Interpretable machine learning unveils key predictors and default values in an expanded database of human in vitro dermal absorption studies with pesticides.

Journal: Regulatory toxicology and pharmacology : RTP
PMID:

Abstract

The skin is the main route of exposure to plant protection products for operators, workers, residents, and bystanders. Assessing dermal absorption is key for evaluating pesticide exposure. The initial approach to risk assessment involves using default dermal absorption values or applying read-across data from experimental results from different formulations. In this way, to support non-dietary pesticide risk assessment focused but not limited to Brazil, this project evaluated 759 GLP-compliant in vitro human skin dermal absorption studies covering 25 formulation types and 248 active substances at multiple concentrations using interpretable machine learning techniques. Bayesian Additive Regression Trees - BART method indicated that Log Pow and molecular weight have the highest importance when predicting dermal absorption; both parameters exhibit moderate interaction uncertainty within each other and with formulation groups water-based and organic-solvent based and with tested form (concentrates or dilutions).

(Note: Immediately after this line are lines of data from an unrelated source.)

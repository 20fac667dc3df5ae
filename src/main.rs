//! SIMS analytics CLI entrypoint.
//! Reads a dashboard feed dump, applies the UI filters and prints the
//! dashboard report as JSON on stdout. Logs go to stderr.

use anyhow::{Context, Result};
use clap::{Parser, ValueEnum};
use std::path::PathBuf;
use tracing::info;
use tracing_subscriber::{fmt, prelude::*, EnvFilter};

use sims_analytics::table::{SortDir, SortKey, DEFAULT_PAGE_SIZE};
use sims_analytics::{build_report, AnalyticsConfig, DashboardFeed, FilterCriteria, ReportOptions};

#[derive(Debug, Clone, Copy, ValueEnum)]
enum SortArg {
    Date,
    Headline,
    Source,
}

impl From<SortArg> for SortKey {
    fn from(s: SortArg) -> Self {
        match s {
            SortArg::Date => SortKey::Date,
            SortArg::Headline => SortKey::Headline,
            SortArg::Source => SortKey::Source,
        }
    }
}

#[derive(Parser, Debug)]
#[command(author, version, about)]
struct Cli {
    /// Path to a saved `/api/dashboard` response
    #[arg(short, long)]
    feed: PathBuf,

    /// Analytics config (TOML or JSON); defaults to $SIMS_ANALYTICS_CONFIG or config/analytics.*
    #[arg(short, long)]
    config: Option<PathBuf>,

    /// Only articles mentioning this entity
    #[arg(long)]
    entity: Option<String>,

    /// Only articles with this sentiment (Positive, Negative, Neutral, Cautious)
    #[arg(long)]
    sentiment: Option<String>,

    /// Only articles in this category
    #[arg(long)]
    category: Option<String>,

    /// Case-insensitive headline substring
    #[arg(long)]
    keyword: Option<String>,

    #[arg(long, value_enum, default_value = "date")]
    sort: SortArg,

    /// Sort descending
    #[arg(long)]
    desc: bool,

    #[arg(long, default_value_t = 1)]
    page: usize,

    #[arg(long, default_value_t = DEFAULT_PAGE_SIZE)]
    page_size: usize,

    /// Return every row instead of one page
    #[arg(long)]
    all: bool,

    /// Pretty-print the JSON report
    #[arg(long)]
    pretty: bool,
}

/// Logs on stderr; `SIMS_LOG_FORMAT=json` switches to JSON lines.
fn init_tracing() {
    let filter = EnvFilter::try_from_default_env()
        .unwrap_or_else(|_| EnvFilter::new("sims_analytics=info,warn"));

    let json = std::env::var("SIMS_LOG_FORMAT")
        .map(|v| v.eq_ignore_ascii_case("json"))
        .unwrap_or(false);

    let registry = tracing_subscriber::registry().with(filter);
    if json {
        registry
            .with(fmt::layer().json().with_writer(std::io::stderr))
            .init();
    } else {
        registry
            .with(fmt::layer().compact().with_writer(std::io::stderr))
            .init();
    }
}

fn main() -> Result<()> {
    // Load .env in local/dev; no-op when absent.
    let _ = dotenvy::dotenv();
    init_tracing();

    let cli = Cli::parse();

    let config = match &cli.config {
        Some(p) => AnalyticsConfig::load_from(p)?,
        None => AnalyticsConfig::load_default()?,
    };
    let feed = DashboardFeed::load_from(&cli.feed)?;

    let options = ReportOptions {
        criteria: FilterCriteria {
            entity: cli.entity,
            sentiment: cli.sentiment,
            category: cli.category,
            keyword: cli.keyword,
        },
        sort_key: cli.sort.into(),
        sort_dir: if cli.desc { SortDir::Desc } else { SortDir::Asc },
        page: cli.page,
        page_size: cli.page_size,
        show_all: cli.all,
    };

    let report = build_report(&feed, &options, &config);
    info!(
        visible = report.visible_total,
        charted = report.chart_total,
        rows = report.rows.len(),
        "report built"
    );

    let out = if cli.pretty {
        serde_json::to_string_pretty(&report)
    } else {
        serde_json::to_string(&report)
    }
    .context("serializing report")?;
    println!("{out}");
    Ok(())
}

The default values for each formulation group were determined using the upper bound of a non-parametric confidence interval for a specified quantile, with calculations conducted via bootstrapping methods; the proposed values correspond to the upper limit of the 95% confidence interval for the 95th percentile: for concentrates, 10% for organic-solvent based, 4% for water-based and 3% for solid formulations. For dilutions, 42% for organic-solvent based, 37% for water-based and 39% for solid formulations. Organic-solvent based dermal absorption values from experimental data can be used as conservative surrogates for solid and water-based formulations. When no experimental data is available for higher spray dilutions of a given formulation type, a pro-rated correction is proposed to a 2 to 5-fold concentration difference, limited to the respective formulation group default value.

Authors

  • D Sarti
    Ph.D in Statistics, Independent Researcher, Ireland.
  • J Wagner
    Knoell Germany GmbH, Germany.
  • F Palma
    Instituto ProHuma de Estudos Cientificos, Brazil. Electronic address: fabiana.palma@prohuma.org.br.
  • H Kalvan
    Instituto ProHuma de Estudos Cientificos, Brazil.
  • M Giachini
    Corteva Agriscience, Brazil.
  • D Lautenschalaeger
    Bayer CropScience, Brazil.
  • V Lupianhez
    Bayer CropScience, Brazil.
  • J Pires
    Ouro Fino Quimica S.A, Brazil.
  • M Sales
    Syngenta Protecao de Cultivos, Brazil.
  • P Faria
    BASF S.A., Brazil.
  • L Bertomeu
    Knoell France SAS, France.
  • M Le Bras
    Dr. Knoell Consult Schweiz GmbH, Switzerland.